### Description of the task
Copy each entry as written.

****************************************

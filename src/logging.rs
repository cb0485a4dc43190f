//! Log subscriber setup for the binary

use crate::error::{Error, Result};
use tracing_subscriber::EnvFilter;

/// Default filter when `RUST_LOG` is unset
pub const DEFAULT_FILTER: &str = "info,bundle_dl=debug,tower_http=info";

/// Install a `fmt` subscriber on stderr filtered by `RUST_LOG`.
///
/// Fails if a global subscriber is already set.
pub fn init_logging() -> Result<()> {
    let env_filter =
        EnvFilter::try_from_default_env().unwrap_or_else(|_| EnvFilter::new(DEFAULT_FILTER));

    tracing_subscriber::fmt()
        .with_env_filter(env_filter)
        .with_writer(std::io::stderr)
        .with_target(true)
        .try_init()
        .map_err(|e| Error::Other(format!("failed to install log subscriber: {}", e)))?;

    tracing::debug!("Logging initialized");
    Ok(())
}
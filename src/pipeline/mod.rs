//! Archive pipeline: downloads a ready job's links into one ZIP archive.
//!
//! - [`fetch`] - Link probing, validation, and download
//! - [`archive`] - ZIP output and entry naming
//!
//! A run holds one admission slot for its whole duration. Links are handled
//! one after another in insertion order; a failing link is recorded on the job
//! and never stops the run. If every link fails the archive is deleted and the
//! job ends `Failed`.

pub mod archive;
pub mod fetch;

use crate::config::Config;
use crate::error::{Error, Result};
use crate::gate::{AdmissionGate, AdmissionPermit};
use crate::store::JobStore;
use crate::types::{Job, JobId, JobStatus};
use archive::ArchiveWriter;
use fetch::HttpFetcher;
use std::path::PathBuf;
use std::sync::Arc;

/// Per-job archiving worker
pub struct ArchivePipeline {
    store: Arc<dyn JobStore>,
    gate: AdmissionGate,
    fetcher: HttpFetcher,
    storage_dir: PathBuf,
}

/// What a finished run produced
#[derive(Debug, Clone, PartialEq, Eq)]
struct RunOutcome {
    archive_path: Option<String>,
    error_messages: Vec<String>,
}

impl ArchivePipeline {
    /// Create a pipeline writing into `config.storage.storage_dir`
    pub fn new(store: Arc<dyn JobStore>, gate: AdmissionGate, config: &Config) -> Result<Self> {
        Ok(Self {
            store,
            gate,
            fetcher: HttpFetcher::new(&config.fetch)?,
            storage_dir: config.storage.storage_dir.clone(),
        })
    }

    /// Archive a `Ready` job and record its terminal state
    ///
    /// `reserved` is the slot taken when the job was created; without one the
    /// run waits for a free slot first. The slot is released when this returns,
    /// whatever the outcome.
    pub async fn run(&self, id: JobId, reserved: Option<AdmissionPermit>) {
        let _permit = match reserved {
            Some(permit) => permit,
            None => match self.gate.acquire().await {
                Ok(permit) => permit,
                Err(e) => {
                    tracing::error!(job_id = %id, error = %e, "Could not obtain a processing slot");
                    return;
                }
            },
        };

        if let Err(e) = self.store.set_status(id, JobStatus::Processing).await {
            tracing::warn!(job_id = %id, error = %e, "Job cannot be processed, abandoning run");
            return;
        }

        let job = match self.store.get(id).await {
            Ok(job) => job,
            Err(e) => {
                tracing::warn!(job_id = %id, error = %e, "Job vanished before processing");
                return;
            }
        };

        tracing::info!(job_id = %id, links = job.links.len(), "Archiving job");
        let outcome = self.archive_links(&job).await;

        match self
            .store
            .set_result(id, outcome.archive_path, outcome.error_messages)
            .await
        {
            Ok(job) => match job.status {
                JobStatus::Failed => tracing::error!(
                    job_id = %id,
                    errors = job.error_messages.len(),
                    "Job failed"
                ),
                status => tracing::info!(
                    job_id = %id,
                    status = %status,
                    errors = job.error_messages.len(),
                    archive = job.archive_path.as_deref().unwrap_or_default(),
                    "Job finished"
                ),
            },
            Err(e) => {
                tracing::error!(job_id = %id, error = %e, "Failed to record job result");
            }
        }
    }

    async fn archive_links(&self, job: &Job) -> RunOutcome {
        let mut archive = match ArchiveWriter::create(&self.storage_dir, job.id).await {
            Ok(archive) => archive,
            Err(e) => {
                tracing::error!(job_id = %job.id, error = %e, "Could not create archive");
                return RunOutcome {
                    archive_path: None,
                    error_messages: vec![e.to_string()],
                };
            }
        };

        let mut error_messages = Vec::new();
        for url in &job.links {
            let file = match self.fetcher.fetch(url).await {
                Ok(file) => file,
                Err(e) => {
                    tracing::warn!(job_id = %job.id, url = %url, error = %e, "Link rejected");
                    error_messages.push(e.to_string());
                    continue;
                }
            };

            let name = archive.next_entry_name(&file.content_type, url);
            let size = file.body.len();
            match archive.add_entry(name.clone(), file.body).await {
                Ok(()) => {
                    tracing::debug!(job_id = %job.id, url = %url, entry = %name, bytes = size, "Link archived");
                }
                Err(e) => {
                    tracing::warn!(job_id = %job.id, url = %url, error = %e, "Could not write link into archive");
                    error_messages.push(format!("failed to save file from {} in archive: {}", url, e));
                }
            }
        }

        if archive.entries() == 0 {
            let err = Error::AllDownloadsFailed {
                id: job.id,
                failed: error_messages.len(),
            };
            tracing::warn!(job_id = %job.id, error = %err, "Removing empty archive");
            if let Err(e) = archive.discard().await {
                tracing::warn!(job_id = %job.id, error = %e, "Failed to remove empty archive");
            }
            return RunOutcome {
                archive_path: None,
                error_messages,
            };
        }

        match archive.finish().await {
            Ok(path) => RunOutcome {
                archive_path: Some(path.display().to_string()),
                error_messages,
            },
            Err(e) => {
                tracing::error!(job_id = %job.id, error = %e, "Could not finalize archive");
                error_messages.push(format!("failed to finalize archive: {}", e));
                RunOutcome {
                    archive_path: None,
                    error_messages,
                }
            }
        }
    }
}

****************************************

### Response
filename src/logging.rs
repository cb0485a4dc43190f
//! Log subscriber setup for the binary

use crate::error::{Error, Result};
use tracing_subscriber::EnvFilter;

/// Default filter when `RUST_LOG` is unset
pub const DEFAULT_FILTER: &str = "info,bundle_dl=debug,tower_http=info";

/// Install a `fmt` subscriber on stderr filtered by `RUST_LOG`.
///
/// Fails if a global subscriber is already set.
pub fn init_logging() -> Result<()> {
    let env_filter =
        EnvFilter::try_from_default_env().unwrap_or_else(|_| EnvFilter::new(DEFAULT_FILTER));

    tracing_subscriber::fmt()
        .with_env_filter(env_filter)
        .with_writer(std::io::stderr)
        .with_target(true)
        .try_init()
        .map_err(|e| Error::Other(format!("failed to install log subscriber: {}", e)))?;

    tracing::debug!("Logging initialized");
    Ok(())
}
filename src/pipeline/mod.rs
//! Archive pipeline: downloads a ready job's links into one ZIP archive.
//!
//! - [`fetch`] - Link probing, validation, and download
//! - [`archive`] - ZIP output and entry naming
//!
//! A run holds one admission slot for its whole duration. Links are handled
//! one after another in insertion order; a failing link is recorded on the job
//! and never stops the run. If every link fails the archive is deleted and the
//! job ends `Failed`.

pub mod archive;
pub mod fetch;

use crate::config::Config;
use crate::error::{Error, Result};
use crate::gate::{AdmissionGate, AdmissionPermit};
use crate::store::JobStore;
use crate::types::{Job, JobId, JobStatus};
use archive::ArchiveWriter;
use fetch::HttpFetcher;
use std::path::PathBuf;
use std::sync::Arc;

/// Per-job archiving worker
pub struct ArchivePipeline {
    store: Arc<dyn JobStore>,
    gate: AdmissionGate,
    fetcher: HttpFetcher,
    storage_dir: PathBuf,
}

/// What a finished run produced
#[derive(Debug, Clone, PartialEq, Eq)]
struct RunOutcome {
    archive_path: Option<String>,
    error_messages: Vec<String>,
}

impl ArchivePipeline {
    /// Create a pipeline writing into `config.storage.storage_dir`
    pub fn new(store: Arc<dyn JobStore>, gate: AdmissionGate, config: &Config) -> Result<Self> {
        Ok(Self {
            store,
            gate,
            fetcher: HttpFetcher::new(&config.fetch)?,
            storage_dir: config.storage.storage_dir.clone(),
        })
    }

    /// Archive a `Ready` job and record its terminal state
    ///
    /// `reserved` is the slot taken when the job was created; without one the
    /// run waits for a free slot first. The slot is released when this returns,
    /// whatever the outcome.
    pub async fn run(&self, id: JobId, reserved: Option<AdmissionPermit>) {
        let _permit = match reserved {
            Some(permit) => permit,
            None => match self.gate.acquire().await {
                Ok(permit) => permit,
                Err(e) => {
                    tracing::error!(job_id = %id, error = %e, "Could not obtain a processing slot");
                    return;
                }
            },
        };

        if let Err(e) = self.store.set_status(id, JobStatus::Processing).await {
            tracing::warn!(job_id = %id, error = %e, "Job cannot be processed, abandoning run");
            return;
        }

        let job = match self.store.get(id).await {
            Ok(job) => job,
            Err(e) => {
                tracing::warn!(job_id = %id, error = %e, "Job vanished before processing");
                return;
            }
        };

        tracing::info!(job_id = %id, links = job.links.len(), "Archiving job");
        let outcome = self.archive_links(&job).await;

        match self
            .store
            .set_result(id, outcome.archive_path, outcome.error_messages)
            .await
        {
            Ok(job) => match job.status {
                JobStatus::Failed => tracing::error!(
                    job_id = %id,
                    errors = job.error_messages.len(),
                    "Job failed"
                ),
                status => tracing::info!(
                    job_id = %id,
                    status = %status,
                    errors = job.error_messages.len(),
                    archive = job.archive_path.as_deref().unwrap_or_default(),
                    "Job finished"
                ),
            },
            Err(e) => {
                tracing::error!(job_id = %id, error = %e, "Failed to record job result");
            }
        }
    }

    async fn archive_links(&self, job: &Job) -> RunOutcome {
        let mut archive = match ArchiveWriter::create(&self.storage_dir, job.id).await {
            Ok(archive) => archive,
            Err(e) => {
                tracing::error!(job_id = %job.id, error = %e, "Could not create archive");
                return RunOutcome {
                    archive_path: None,
                    error_messages: vec![e.to_string()],
                };
            }
        };

        let mut error_messages = Vec::new();
        for url in &job.links {
            let file = match self.fetcher.fetch(url).await {
                Ok(file) => file,
                Err(e) => {
                    tracing::warn!(job_id = %job.id, url = %url, error = %e, "Link rejected");
                    error_messages.push(e.to_string());
                    continue;
                }
            };

            let name = archive.next_entry_name(&file.content_type, url);
            let size = file.body.len();
            match archive.add_entry(name.clone(), file.body).await {
                Ok(()) => {
                    tracing::debug!(job_id = %job.id, url = %url, entry = %name, bytes = size, "Link archived");
                }
                Err(e) => {
                    tracing::warn!(job_id = %job.id, url = %url, error = %e, "Could not write link into archive");
                    error_messages.push(format!("failed to save file from {} in archive: {}", url, e));
                }
            }
        }

        if archive.entries() == 0 {
            let err = Error::AllDownloadsFailed {
                id: job.id,
                failed: error_messages.len(),
            };
            tracing::warn!(job_id = %job.id, error = %err, "Removing empty archive");
            if let Err(e) = archive.discard().await {
                tracing::warn!(job_id = %job.id, error = %e, "Failed to remove empty archive");
            }
            return RunOutcome {
                archive_path: None,
                error_messages,
            };
        }

        match archive.finish().await {
            Ok(path) => RunOutcome {
                archive_path: Some(path.display().to_string()),
                error_messages,
            },
            Err(e) => {
                tracing::error!(job_id = %job.id, error = %e, "Could not finalize archive");
                error_messages.push(format!("failed to finalize archive: {}", e));
                RunOutcome {
                    archive_path: None,
                    error_messages,
                }
            }
        }
    }
}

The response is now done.